Through a friend at the newspaper, New York Times Magazine staff writer Jonathan Mahler, Garbus pitched her idea to Dolnick, who quickly warmed to the idea of independent camera crews freely roaming the premises, and secured the approval of his cousin, Times publisher Arthur Gregg Sulzberger, and the latter’s father, Times Co. Chairman Arthur Ochs Sulzberger Jr.
“I was really intrigued from a story-telling point of view,” said Dolnick, himself a prize-winning reporter before he joined the Times masthead. “It’s an electric moment in the newsroom. The reporters are real people, not just gray bylines, and I thought a project like this could go a long way toward humanizing reporters and showing the lengths we go to, to report a story as consequential as this.”
Dolnick added: “To his great credit, Dean’s bias is towards transparency. He recognized that this was a giant story and he believed we don’t have anything to hide. Come in and see how the sausage is made!”
The only restrictions: Times journalists would be able to review each episode in advance of broadcast to make sure no confidential sources or off the record conversations were inadvertently revealed; also, upper management would not require journalists to participate, and Garbus would need to forge her own relationships with people in the newsroom in order to gain their trust. (It didn’t hurt, of course, that it was widely known at the paper that the Sulzbergers were bullish.)
When I told Garbus, during a phone interview, that journalists are naturally suspicious and there was absolutely no way that I would ever allow her to follow me around, she retorted: “Just you wait till I turn on the charm!”

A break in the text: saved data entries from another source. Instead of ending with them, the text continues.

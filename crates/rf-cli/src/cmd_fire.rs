use std::path::Path;
use std::sync::Arc;

use anyhow::Result;
use rf_config::EngineParameters;
use rf_core::{DefaultRulesEngine, Facts, InferenceRulesEngine, Rules, RulesEngine};

use crate::audit::AuditListener;
use crate::session::{Session, load_facts};

/// Engine for `parameters`, with the audit listener registered.
pub fn build_engine(parameters: EngineParameters, inference: bool) -> Box<dyn RulesEngine> {
    let audit = Arc::new(AuditListener);
    if inference {
        let mut engine = InferenceRulesEngine::with_parameters(parameters);
        engine.register_rule_listener(audit.clone());
        engine.register_engine_listener(audit);
        Box::new(engine)
    } else {
        let mut engine = DefaultRulesEngine::with_parameters(parameters);
        engine.register_rule_listener(audit.clone());
        engine.register_engine_listener(audit);
        Box::new(engine)
    }
}

/// Fire `rules` and return the resulting facts.
pub fn fire_rules(
    rules: &Rules,
    mut facts: Facts,
    parameters: EngineParameters,
    inference: bool,
) -> Result<Facts> {
    let engine = build_engine(parameters, inference);
    engine.fire(rules, &mut facts)?;
    Ok(facts)
}

/// CLI entry point: load rules and facts, fire, print facts as JSON.
pub fn run(session: &Session, facts: &Path, inference: bool) -> Result<()> {
    let rules = session.load_rules()?;
    let facts = load_facts(facts)?;
    let facts = fire_rules(&rules, facts, session.config.engine, inference)?;
    println!("{}", serde_json::to_string_pretty(&facts)?);
    Ok(())
}
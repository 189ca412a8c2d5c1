//! Rules whose conditions and actions are [rhai](https://rhai.rs) scripts.
//!
//! Every fact is visible to a script as a variable of the same name. A
//! condition is a single expression that must yield a boolean; an action is a
//! script whose top-level variables are written back to the facts once it
//! finishes, so `let discount = 10;` adds a fact and `total -= 5;` updates one.

mod action;
mod condition;
mod engine;
mod factory;

pub use action::ExprAction;
pub use condition::ExprCondition;
pub use engine::{DEFAULT_MAX_OPERATIONS, ExprEngine};
pub use factory::ExprRuleFactory;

For more than a year—beginning with Trump’s Jan. 20 inauguration and lasting until less than two weeks ago, when the Times shared the National Reporting Pulitzer Prize with the Washington Post for their coverage of the norm-shattering 45th president—Garbus and her team were essentially embedded in the Washington and New York newsrooms.
They ultimately did 120 days of filming—the documentary equivalent of the epic Lord of the Rings trilogy—to accumulate around 500 hours of footage shot on Canon C300 Mark II high-definition digital cameras.
In the end, the finished product—Episode 4 is nearly in the can—“creates just wonderful narrative themes, suspense and drama, great characters, and all those traditional elements that drive toward great movies and scripted fare,” said Showtime executive Vinnie Malhotra, who oversees documentaries, including the political series The Circus.
“Even if you’re not so familiar with the Maggie Habermans and Elisabeth Bumillers of the world, they [Team Garbus] have done such a remarkable job with their access. We’re inside the conference room talking about the Russia investigation. That energy feeds into it. I’m hoping that it reaches a pretty broad audience.”
Malhotra added he’s eager for Season 2: “We would love the opportunity of keeping it going. Obviously it’s a little bit of wait-and-see.”
The Fourth Estate premieres Sunday May 27 at 8 p.m. on Showtime.